* [EXERCISE OBJECTIVE]:
Return every line below in which "Result" appears.

[Stored data]
────────────────────

impl JobManager {
    /// Build a manager; share events drain into the given channel
    pub fn new(
        options: JobManagerOptions,
        share_events: mpsc::UnboundedSender<ShareEvent>,
    ) -> Self {
        let (job_events, _) = broadcast::channel(16);
        Self {
            options,
            current_job: RwLock::new(None),
            valid_jobs: RwLock::new(HashMap::new()),
            job_events,
            share_events,
        }
    }

    /// Subscribe to job broadcasts
    pub fn subscribe_jobs(&self) -> broadcast::Receiver<JobEvent> {
        self.job_events.subscribe()
    }

    /// A fresh random extranonce1 for one subscription
    pub fn next_extranonce1() -> String {
        let mut bytes = [0u8; EXTRANONCE1_SIZE];
        rand::rng().fill_bytes(&mut bytes);
        hex::encode(bytes)
    }

    /// Bytes of extranonce2 each miner must send
    pub fn extranonce2_size() -> usize {
        EXTRANONCE_PLACEHOLDER.len() - EXTRANONCE1_SIZE
    }

    fn next_job_id() -> String {
        let mut bytes = [0u8; 8];
        rand::rng().fill_bytes(&mut bytes);
        format!("{:x}", u64::from_be_bytes(bytes))
    }

    /// The job currently being worked on
    pub fn current_job(&self) -> Option<Arc<BlockTemplate>> {
        self.current_job.read().clone()
    }

    fn build_job(&self, rpc_data: RpcBlockTemplate) -> Result<Arc<BlockTemplate>> {
        Ok(Arc::new(BlockTemplate::new(
            Self::next_job_id(),
            rpc_data,
            &self.options.pool_script,
            &EXTRANONCE_PLACEHOLDER,
            self.options.reward,
            self.options.tx_messages,
            &self.options.recipients,
        )?))
    }

    /// Replace the current job with a refreshed template for the same block.
    /// Older jobs stay valid so in-flight shares still count.
    pub fn update_current_job(&self, rpc_data: RpcBlockTemplate) -> Result<()> {
        let job = self.build_job(rpc_data)?;
        *self.current_job.write() = Some(job.clone());
        self.valid_jobs.write().insert(job.job_id.clone(), job.clone());
        let _ = self.job_events.send(JobEvent::Updated(job));
        Ok(())
    }

    /// Decide whether a polled template is a new block and if so roll all
    /// jobs over to it. Returns true when a new block was adopted.
    pub fn process_template(&self, rpc_data: RpcBlockTemplate) -> Result<bool> {
        {
            let current = self.current_job.read();
            match current.as_ref() {
                None => {}
                Some(job) => {
                    if job.rpc_data.previousblockhash == rpc_data.previousblockhash {
                        return Ok(false);
                    }
                    // a lagging daemon may hand us work for an older height
                    if rpc_data.height < job.rpc_data.height {
                        return Ok(false);
                    }
                }
            }
        }

        let job = self.build_job(rpc_data)?;
        *self.current_job.write() = Some(job.clone());
        {
            let mut valid_jobs = self.valid_jobs.write();
            valid_jobs.clear();
            valid_jobs.insert(job.job_id.clone(), job.clone());
        }
        let _ = self.job_events.send(JobEvent::NewBlock(job));
        Ok(true)
    }

    fn emit_invalid(&self, submission: &ShareSubmission, error: &StratumError) {
        let _ = self.share_events.send(ShareEvent {
            data: ShareData {
                job_id: submission.job_id.clone(),
                ip: submission.ip,
                port: submission.port,
                worker: submission.worker.clone(),
                difficulty: submission.difficulty,
                share_diff: None,
                height: None,
                block_reward: None,
                block_diff: None,
                block_hash: None,
                error: Some(error.message()),
            },
            block_hex: None,
        });
    }

    fn reject(&self, submission: &ShareSubmission, error: StratumError) -> ShareOutcome {
        self.emit_invalid(submission, &error);
        ShareOutcome {
            valid: false,
            error: Some(error),
            block_hash: None,
        }
    }

    /// Run the full validation pipeline over one submission
    pub fn process_share(&self, submission: &ShareSubmission) -> ShareOutcome {
        let submit_time = util::unix_time();

        // exact hex length; odd-length strings must not reach the replay set
        if submission.extranonce2.len() != Self::extranonce2_size() * 2 {
            return self.reject(
                submission,
                StratumError::Other("incorrect size of extranonce2".into()),
            );
        }

        let job = match self.valid_jobs.read().get(&submission.job_id).cloned() {
            Some(job) => job,
            None => return self.reject(submission, StratumError::JobNotFound),
        };

        if submission.ntime.len() != 8 {
            return self.reject(
                submission,
                StratumError::Other("incorrect size of ntime".into()),
            );
        }

        let ntime = match u32::from_str_radix(&submission.ntime, 16) {
            Ok(ntime) => ntime,
            Err(_) => {
                return self.reject(
                    submission,
                    StratumError::Other("incorrect size of ntime".into()),
                )
            }
        };
        if (ntime as u64) < job.rpc_data.curtime as u64 || ntime as u64 > submit_time + 7200 {
            return self.reject(submission, StratumError::Other("ntime out of range".into()));
        }

        if submission.nonce.len() != 8 {
            return self.reject(
                submission,
                StratumError::Other("incorrect size of nonce".into()),
            );
        }

        if !job.register_submit(
            &submission.extranonce1,
            &submission.extranonce2,
            &submission.ntime,
            &submission.nonce,
        ) {
            return self.reject(submission, StratumError::DuplicateShare);
        }

        let extranonce1 = match hex::decode(&submission.extranonce1) {
            Ok(bytes) => bytes,
            Err(_) => {
                return self.reject(
                    submission,
                    StratumError::Other("malformed extranonce1".into()),
                )
            }
        };
        let extranonce2 = match hex::decode(&submission.extranonce2) {
            Ok(bytes) => bytes,
            Err(_) => {
                return self.reject(
                    submission,
                    StratumError::Other("malformed extranonce2".into()),
                )
            }
        };

        let coinbase = job.serialize_coinbase(&extranonce1, &extranonce2);
        let coinbase_hash = util::sha256d(&coinbase);
        let merkle_root_reversed = util::reverse_buffer(&job.merkle_tree.with_first(coinbase_hash));
        let merkle_root: [u8; 32] = match merkle_root_reversed.try_into() {
            Ok(root) => root,
            Err(_) => {
                return self.reject(submission, StratumError::Other("merkle root error".into()))
            }
        };

        let header = match job.serialize_header(&merkle_root, &submission.ntime, &submission.nonce)
        {
            Ok(header) => header,
            Err(_) => {
                return self.reject(submission, StratumError::Other("malformed header".into()))
            }
        };
        let header_hash = self.options.hasher.hash(&header, ntime);
        let header_value = BigUint::from_bytes_le(&header_hash);

        let share_diff = DIFF1.to_f64().unwrap_or(f64::MAX)
            / header_value.to_f64().unwrap_or(f64::MAX).max(1.0)
            * MULTIPLIER;
        let block_diff_adjusted = job.difficulty * MULTIPLIER;

        // block candidate when the header beats the network target
        if job.target >= header_value {
            let block_hex = hex::encode(job.serialize_block(&header, &coinbase));
            let block_hash = hex::encode(util::reverse_buffer(&header_hash));

            let _ = self.share_events.send(ShareEvent {
                data: ShareData {
                    job_id: submission.job_id.clone(),
                    ip: submission.ip,
                    port: submission.port,
                    worker: submission.worker.clone(),
                    difficulty: submission.difficulty,
                    share_diff: Some(share_diff),
                    height: Some(job.rpc_data.height),
                    block_reward: Some(job.rpc_data.coinbasevalue),
                    block_diff: Some(block_diff_adjusted),
                    block_hash: Some(block_hash.clone()),
                    error: None,
                },
                block_hex: Some(block_hex),
            });

            return ShareOutcome {
                valid: true,
                error: None,
                block_hash: Some(block_hash),
            };
        }

        let mut difficulty = submission.difficulty;
        if share_diff / difficulty < 0.99 {
            // a share aimed at the pre-retarget difficulty still counts
            match submission.previous_difficulty {
                Some(previous) if share_diff >= previous => difficulty = previous,
                _ => {
                    return self.reject(submission, StratumError::LowDifficultyShare(share_diff))
                }
            }
        }

        let _ = self.share_events.send(ShareEvent {
            data: ShareData {
                job_id: submission.job_id.clone(),
                ip: submission.ip,
                port: submission.port,
                worker: submission.worker.clone(),
                difficulty,
                share_diff: Some(share_diff),
                height: Some(job.rpc_data.height),
                block_reward: Some(job.rpc_data.coinbasevalue),
                block_diff: Some(block_diff_adjusted),
                block_hash: None,
                error: None,
            },
            block_hex: None,
        });

        ShareOutcome {
            valid: true,
            error: None,
            block_hash: None,
        }
    }
}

────────────────────

* [SOLUTION FOR THIS PROBLEM]:
    fn build_job(&self, rpc_data: RpcBlockTemplate) -> Result<Arc<BlockTemplate>> {
    pub fn update_current_job(&self, rpc_data: RpcBlockTemplate) -> Result<()> {
    pub fn process_template(&self, rpc_data: RpcBlockTemplate) -> Result<bool> {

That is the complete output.